## Exercise details
Which lines of the records below contain the word "YtDlpBackend"? Copy each of them out.

## Material provided
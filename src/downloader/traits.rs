// Media backend trait definition

use std::path::PathBuf;

use async_trait::async_trait;

use super::errors::DownloadError;
use super::models::{DownloadOptions, FormatsListing, ProgressUpdate, SearchResult};

/// The external extraction/download tool, seen from the dispatcher
#[async_trait]
pub trait MediaBackend: Send + Sync {
    /// Name of the backend (for logging)
    fn name(&self) -> &'static str;

    /// Search the default site for `query`
    async fn search(&self, query: &str, limit: usize) -> Result<Vec<SearchResult>, DownloadError>;

    /// List the formats available for a URL
    async fn get_formats(&self, url: &str) -> Result<FormatsListing, DownloadError>;

    /// Download according to `options`, reporting progress as it goes.
    /// Returns the path of the final file.
    async fn download(
        &self,
        options: &DownloadOptions,
        progress: &dyn ProgressSink,
    ) -> Result<PathBuf, DownloadError>;
}

/// Receives progress while a backend runs
pub trait ProgressSink: Send + Sync {
    fn report(&self, update: ProgressUpdate);
}
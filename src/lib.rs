pub mod api;
pub mod cli;
pub mod config;
pub mod downloader;
pub mod ytdlp;

use std::sync::Arc;

use anyhow::{Context, Result};
use tokio::net::TcpListener;
use tracing::{info, warn};

use api::AppState;
use config::{Cli, Command, Config};
use downloader::sweeper::spawn_sweeper;
use downloader::tools::ToolLocator;
use downloader::traits::MediaBackend;
use downloader::{Dispatcher, JobRegistry};
use ytdlp::YtDlpBackend;

/// Run the parsed command line. No subcommand means `serve`.
pub async fn run(cli: Cli) -> Result<()> {
    let config = cli.config;
    let tools = Arc::new(ToolLocator::new(config.tool_settings()));
    let backend = YtDlpBackend::new(tools.clone(), config.ytdlp_settings());

    match cli.command.unwrap_or(Command::Serve) {
        Command::Serve => serve(config, tools, Arc::new(backend)).await,
        Command::Fetch(args) => cli::fetch(&backend, args).await.map(|_| ()),
        Command::Formats { url, json } => cli::formats(&backend, &url, json).await,
        Command::Search { query, limit, json } => cli::search(&backend, &query, limit, json).await,
        Command::Tools { json } => cli::tools(&tools, json).await,
    }
}

/// Bind the HTTP service and run until Ctrl+C
pub async fn serve(
    config: Config,
    tools: Arc<ToolLocator>,
    backend: Arc<dyn MediaBackend>,
) -> Result<()> {
    tokio::fs::create_dir_all(&config.download_dir)
        .await
        .with_context(|| format!("cannot create {}", config.download_dir.display()))?;

    for tool in tools.tool_info().await {
        match (&tool.path, &tool.version) {
            (Some(path), version) => info!(
                "[tools] {} at {} ({})",
                tool.name,
                path,
                version.as_deref().unwrap_or("unknown version")
            ),
            (None, _) => warn!("[tools] {} not found; jobs that need it will fail", tool.name),
        }
    }

    let registry = JobRegistry::new();
    let dispatcher = Dispatcher::new(
        registry.clone(),
        backend,
        config.max_concurrent,
        config.download_dir.clone(),
    );
    let sweeper = spawn_sweeper(
        registry,
        config.download_dir.clone(),
        config.job_ttl(),
        config.sweep_interval(),
    );

    let app = api::router(AppState { dispatcher, tools }, config.static_dir.as_deref());

    let addr = format!("{}:{}", config.host, config.port);
    let listener = TcpListener::bind(&addr)
        .await
        .with_context(|| format!("cannot bind {}", addr))?;
    info!(
        "[server] Listening on http://{} (downloads in {}, {} at a time)",
        listener.local_addr()?,
        config.download_dir.display(),
        config.max_concurrent
    );

    axum::serve(listener, app)
        .with_graceful_shutdown(shutdown_signal())
        .await?;

    sweeper.abort();
    info!("[server] Stopped");
    Ok(())
}

async fn shutdown_signal() {
    if let Err(e) = tokio::signal::ctrl_c().await {
        warn!("[server] Cannot listen for Ctrl+C: {}", e);
        std::future::pending::<()>().await;
    }
}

## Answer
use ytdlp::YtDlpBackend;
    let backend = YtDlpBackend::new(tools.clone(), config.ytdlp_settings());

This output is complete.